§ WHAT THE EXERCISE ASKS
Report each line of the records where "offset" occurs.

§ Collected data
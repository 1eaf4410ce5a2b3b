// src/error.rs

use crate::schema::SemanticType;
use thiserror::Error;

type BoxError = Box<dyn std::error::Error + Send + Sync + 'static>;

/// Everything that can stop an ingestion run. None of these are retried.
#[derive(Debug, Error)]
pub enum IngestError {
    /// A field could not be read as its declared semantic type.
    #[error("line {line}, column `{column}`: cannot read {value:?} as {expected}")]
    Decode {
        line: u64,
        column: String,
        value: String,
        expected: SemanticType,
    },

    /// The delimited text itself is malformed (bad quoting, ragged rows, bad header).
    #[error("line {line}: malformed row: {reason}")]
    MalformedRow { line: u64, reason: String },

    /// The source or the destination could not be reached.
    #[error("cannot reach {target}")]
    Connectivity {
        target: String,
        #[source]
        source: BoxError,
    },

    /// The destination table is incompatible with the batch or the create mode.
    #[error("table `{table}`: {reason}")]
    SchemaConflict { table: String, reason: String },

    /// The destination rejected a row.
    #[error("table `{table}` rejected a row")]
    Constraint {
        table: String,
        #[source]
        source: duckdb::Error,
    },

    #[error("database error")]
    Database(#[source] duckdb::Error),

    #[error("run cancelled")]
    Cancelled,
}

impl IngestError {
    /// True for failures caused by source content rather than the destination.
    pub fn is_decode(&self) -> bool {
        matches!(
            self,
            IngestError::Decode { .. } | IngestError::MalformedRow { .. }
        )
    }

    /// Sort a DuckDB failure into the error kind it represents.
    pub fn from_duckdb(table: &str, err: duckdb::Error) -> Self {
        // Statements report "Constraint Error: ..."; the appender reports
        // "Failed to append: NOT NULL constraint failed: ...".
        let message = err.to_string().to_ascii_lowercase();
        if message.contains("constraint error") || message.contains("constraint failed") {
            IngestError::Constraint {
                table: table.to_string(),
                source: err,
            }
        } else if message.contains("io error") || message.contains("connection error") {
            IngestError::Connectivity {
                target: format!("database holding `{}`", table),
                source: Box::new(err),
            }
        } else {
            IngestError::Database(err)
        }
    }
}

/// A failed run: which batch was in flight and how much was already committed.
#[derive(Debug, Error)]
#[error("ingestion into `{table}` aborted in batch {batch} after {rows_committed} committed rows ({skipped} skipped)")]
pub struct RunFailure {
    pub table: String,
    pub batch: usize,
    pub rows_committed: u64,
    /// Rows dropped under the skip decode policy before the failure.
    pub skipped: u64,
    #[source]
    pub source: IngestError,
}
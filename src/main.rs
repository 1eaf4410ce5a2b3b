use anyhow::{Context, Result};
use clap::{Args, Parser, Subcommand};
use duckdb::Connection;
use reqwest::Client;
use std::{num::NonZeroUsize, path::PathBuf};
use taxiload::{
    config::DEFAULT_CHUNK_SIZE, duck::DuckTable, fetch, process, CreateMode, DecodePolicy,
    IngestConfig, UnknownColumns,
};
use tokio_util::sync::CancellationToken;
use tracing::{info, warn};
use tracing_subscriber::{fmt, EnvFilter};

/// Load NYC taxi CSV data into a DuckDB table, one chunk at a time.
#[derive(Parser, Debug)]
#[command(name = "taxiload", version, about, long_about = None)]
struct Cli {
    #[command(subcommand)]
    dataset: Dataset,

    #[command(flatten)]
    common: CommonArgs,
}

#[derive(Subcommand, Debug)]
enum Dataset {
    /// Monthly yellow-taxi trip records.
    Trips {
        #[arg(long, default_value_t = 2021)]
        year: u16,

        /// Month of data (1-12).
        #[arg(long, default_value_t = 1, value_parser = clap::value_parser!(u8).range(1..=12))]
        month: u8,

        /// Base table name; the year and month are appended.
        #[arg(long, default_value = "yellow_taxi_data")]
        target_table: String,
    },
    /// The taxi zone lookup table.
    Zones {
        #[arg(long, default_value = "zones")]
        target_table: String,
    },
}

#[derive(Args, Debug)]
struct CommonArgs {
    /// DuckDB database file.
    #[arg(long, global = true, env = "TAXILOAD_DATABASE", default_value = "ny_taxi.duckdb")]
    database: PathBuf,

    /// Read from this URL or local path instead of the published file.
    #[arg(long, global = true)]
    source: Option<String>,

    /// Rows per batch.
    #[arg(long, global = true, default_value_t = DEFAULT_CHUNK_SIZE)]
    chunk_size: NonZeroUsize,

    /// What to do if the table already exists.
    #[arg(long, global = true, value_enum, default_value_t = CreateMode::Replace)]
    if_exists: CreateMode,

    /// What to do with a row that does not match the schema.
    #[arg(long, global = true, value_enum, default_value_t = DecodePolicy::Abort)]
    on_decode_error: DecodePolicy,

    /// How to treat source columns the schema does not know.
    #[arg(long, global = true, value_enum, default_value_t = UnknownColumns::Pass)]
    unknown_columns: UnknownColumns,
}

impl Cli {
    fn ingest_config(&self) -> IngestConfig {
        let base = match &self.dataset {
            Dataset::Trips {
                year,
                month,
                target_table,
            } => IngestConfig::trips(*year, *month, target_table),
            Dataset::Zones { target_table } => IngestConfig::zones(target_table),
        };
        let base = match &self.common.source {
            Some(location) => base.with_location(location.clone()),
            None => base,
        };
        base.with_chunk_size(self.common.chunk_size)
            .with_mode(self.common.if_exists)
            .with_decode_policy(self.common.on_decode_error)
            .with_unknown_columns(self.common.unknown_columns)
    }
}

#[tokio::main]
async fn main() -> Result<()> {
    // ─── 1) init logging ─────────────────────────────────────────────
    let env = EnvFilter::try_from_default_env().unwrap_or_else(|_| EnvFilter::new("info"));
    fmt::Subscriber::builder()
        .with_env_filter(env)
        .with_span_events(fmt::format::FmtSpan::CLOSE)
        .init();

    // ─── 2) resolve configuration ────────────────────────────────────
    let cli = Cli::parse();
    let config = cli.ingest_config();
    let database = cli.common.database;
    info!(
        table = %config.table,
        source = %config.location,
        chunk_size = config.chunk_size.get(),
        mode = ?config.mode,
        database = %database.display(),
        "startup"
    );

    // ─── 3) stop between batches on Ctrl-C ───────────────────────────
    let cancel = CancellationToken::new();
    tokio::spawn({
        let cancel = cancel.clone();
        async move {
            if tokio::signal::ctrl_c().await.is_ok() {
                warn!("interrupt received; stopping after the current batch");
                cancel.cancel();
            }
        }
    });

    // ─── 4) stage the source on local disk ───────────────────────────
    let client = Client::new();
    let staged = fetch::stage(&client, &config.location)
        .await
        .with_context(|| format!("staging {}", config.location))?;

    // ─── 5) decode + load on the blocking pool ───────────────────────
    let summary = tokio::task::spawn_blocking(move || -> Result<process::RunSummary> {
        let conn = Connection::open(&database)
            .with_context(|| format!("opening DuckDB database {}", database.display()))?;
        let reader = fetch::open_decompressed(staged.path())
            .with_context(|| format!("opening {}", staged.path().display()))?;
        let mut table = DuckTable::new(&conn, config.table.clone());
        let summary = process::ingest(reader, &config, &mut table, cancel)?;
        Ok(summary)
    })
    .await??;

    info!(
        table = %summary.table,
        batches = summary.batches,
        rows = summary.rows,
        skipped = summary.skipped,
        "all done"
    );
    Ok(())
}
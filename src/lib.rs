//! Streams NYC taxi CSV data into DuckDB in fixed-size batches.

pub mod config;
pub mod duck;
pub mod error;
pub mod fetch;
pub mod process;
pub mod schema;

pub use config::{CreateMode, DecodePolicy, IngestConfig, UnknownColumns};
pub use error::{IngestError, RunFailure};
pub use process::{ingest, RunSummary};
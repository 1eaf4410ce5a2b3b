// src/process/chunk.rs

use crate::error::IngestError;
use crate::process::decode::Record;
use crate::schema::TableSchema;
use std::{num::NonZeroUsize, sync::Arc};
use tracing::trace;

/// Upper bound on the records reserved up front for one batch.
const MAX_PREALLOC: usize = 1 << 16;

/// A bounded run of consecutive records, loaded as one unit.
#[derive(Debug)]
pub struct Batch {
    index: usize,
    offset: u64,
    schema: Arc<TableSchema>,
    records: Vec<Record>,
}

impl Batch {
    pub fn new(index: usize, offset: u64, schema: Arc<TableSchema>, records: Vec<Record>) -> Self {
        Self {
            index,
            offset,
            schema,
            records,
        }
    }

    /// Position of this batch in the run, starting at 0.
    pub fn index(&self) -> usize {
        self.index
    }

    /// Number of records emitted before this batch.
    pub fn offset(&self) -> u64 {
        self.offset
    }

    pub fn schema(&self) -> &Arc<TableSchema> {
        &self.schema
    }

    pub fn records(&self) -> &[Record] {
        &self.records
    }

    pub fn len(&self) -> usize {
        self.records.len()
    }

    pub fn is_empty(&self) -> bool {
        self.records.is_empty()
    }
}

/// Groups a record stream into batches of at most `chunk_size`.
///
/// Single pass: after the upstream is exhausted or fails, the source is fused.
/// Records of a batch that hits an upstream error are dropped with it.
pub struct BatchSource<I> {
    rows: I,
    schema: Arc<TableSchema>,
    chunk_size: usize,
    next_index: usize,
    emitted: u64,
    done: bool,
}

impl<I> BatchSource<I>
where
    I: Iterator<Item = Result<Record, IngestError>>,
{
    pub fn new(rows: I, schema: Arc<TableSchema>, chunk_size: NonZeroUsize) -> Self {
        Self {
            rows,
            schema,
            chunk_size: chunk_size.get(),
            next_index: 0,
            emitted: 0,
            done: false,
        }
    }

    /// Records handed out in batches so far.
    pub fn emitted(&self) -> u64 {
        self.emitted
    }

    pub fn rows(&self) -> &I {
        &self.rows
    }
}

impl<I> Iterator for BatchSource<I>
where
    I: Iterator<Item = Result<Record, IngestError>>,
{
    type Item = Result<Batch, IngestError>;

    fn next(&mut self) -> Option<Self::Item> {
        if self.done {
            return None;
        }

        let mut records = Vec::with_capacity(self.chunk_size.min(MAX_PREALLOC));
        while records.len() < self.chunk_size {
            match self.rows.next() {
                Some(Ok(record)) => records.push(record),
                Some(Err(err)) => {
                    self.done = true;
                    return Some(Err(err));
                }
                None => {
                    self.done = true;
                    break;
                }
            }
        }
        if records.is_empty() {
            return None;
        }

        let batch = Batch::new(self.next_index, self.emitted, self.schema.clone(), records);
        trace!(index = batch.index(), rows = batch.len(), "batch ready");
        self.next_index += 1;
        self.emitted += batch.len() as u64;
        Some(Ok(batch))
    }
}
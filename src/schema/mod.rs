pub mod registry;
pub mod types;

pub use registry::SourceKind;
pub use types::{quote_ident, SchemaEntry, SemanticType, TableSchema};
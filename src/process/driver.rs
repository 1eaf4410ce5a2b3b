// src/process/driver.rs

use crate::config::CreateMode;
use crate::error::{IngestError, RunFailure};
use crate::process::chunk::Batch;
use tokio_util::sync::CancellationToken;
use tracing::{debug, info, warn};

/// Destination side of a run: defines the table once, then takes batches.
pub trait Materializer {
    /// Name of the destination table.
    fn table(&self) -> &str;

    /// Define the table structure from `batch` according to `mode`.
    fn establish(&mut self, batch: &Batch, mode: CreateMode) -> Result<(), IngestError>;

    /// Insert every record of `batch` as one unit of work; returns rows written.
    fn append(&mut self, batch: &Batch) -> Result<u64, IngestError>;
}

#[derive(Debug, Clone, Copy, PartialEq, Eq)]
pub enum DriverState {
    NotStarted,
    Establishing,
    Appending,
    Done,
}

/// Outcome of a completed run.
#[derive(Debug, Clone, PartialEq, Eq)]
pub struct RunSummary {
    pub table: String,
    pub batches: usize,
    pub rows: u64,
    /// Rows dropped by the decoder under the skip policy.
    pub skipped: u64,
}

/// Moves batches into a [`Materializer`]: the first batch establishes the
/// table, every batch (the first included) is appended.
pub struct Ingestor<'a, M> {
    sink: &'a mut M,
    mode: CreateMode,
    state: DriverState,
    pulled: usize,
    batches: usize,
    rows_committed: u64,
    cancel: CancellationToken,
}

impl<'a, M: Materializer> Ingestor<'a, M> {
    pub fn new(sink: &'a mut M, mode: CreateMode) -> Self {
        Self {
            sink,
            mode,
            state: DriverState::NotStarted,
            pulled: 0,
            batches: 0,
            rows_committed: 0,
            cancel: CancellationToken::new(),
        }
    }

    /// Stop between batches once `token` is cancelled.
    pub fn with_cancellation(mut self, token: CancellationToken) -> Self {
        self.cancel = token;
        self
    }

    pub fn state(&self) -> DriverState {
        self.state
    }

    pub fn rows_committed(&self) -> u64 {
        self.rows_committed
    }

    fn step(&mut self, batch: &Batch) -> Result<(), IngestError> {
        if self.state == DriverState::NotStarted {
            self.state = DriverState::Establishing;
            self.sink.establish(batch, self.mode)?;
            info!(table = %self.sink.table(), mode = ?self.mode, "table established");
            self.state = DriverState::Appending;
        }

        let written = self.sink.append(batch)?;
        self.batches += 1;
        self.rows_committed += written;
        info!(
            batch = batch.index(),
            rows = written,
            total = self.rows_committed,
            "inserted"
        );
        Ok(())
    }

    fn fail(&mut self, batch: usize, source: IngestError) -> RunFailure {
        self.state = DriverState::Done;
        warn!(
            table = %self.sink.table(),
            batch,
            rows_committed = self.rows_committed,
            error = %source,
            "run aborted"
        );
        RunFailure {
            table: self.sink.table().to_string(),
            batch,
            rows_committed: self.rows_committed,
            skipped: 0,
            source,
        }
    }

    /// Drain `batches` into the sink. Stops at the first error; rows from
    /// batches appended before it stay in the destination.
    pub fn run<I>(&mut self, batches: I) -> Result<RunSummary, RunFailure>
    where
        I: IntoIterator<Item = Result<Batch, IngestError>>,
    {
        let mut batches = batches.into_iter();
        loop {
            if self.cancel.is_cancelled() {
                return Err(self.fail(self.pulled, IngestError::Cancelled));
            }
            let batch = match batches.next() {
                None => break,
                Some(Err(err)) => return Err(self.fail(self.pulled, err)),
                Some(Ok(batch)) => batch,
            };
            self.pulled += 1;
            debug!(batch = batch.index(), offset = batch.offset(), "pulled");

            if let Err(err) = self.step(&batch) {
                return Err(self.fail(batch.index(), err));
            }
        }

        if self.state == DriverState::NotStarted {
            warn!(table = %self.sink.table(), "source has no rows; destination left untouched");
        }
        self.state = DriverState::Done;
        Ok(RunSummary {
            table: self.sink.table().to_string(),
            batches: self.batches,
            rows: self.rows_committed,
            skipped: 0,
        })
    }
}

§ RESULT FOR THIS TASK
    offset: u64,
    pub fn new(index: usize, offset: u64, schema: Arc<TableSchema>, records: Vec<Record>) -> Self {
            offset,
    pub fn offset(&self) -> u64 {
        self.offset
            debug!(batch = batch.index(), offset = batch.offset(), "pulled");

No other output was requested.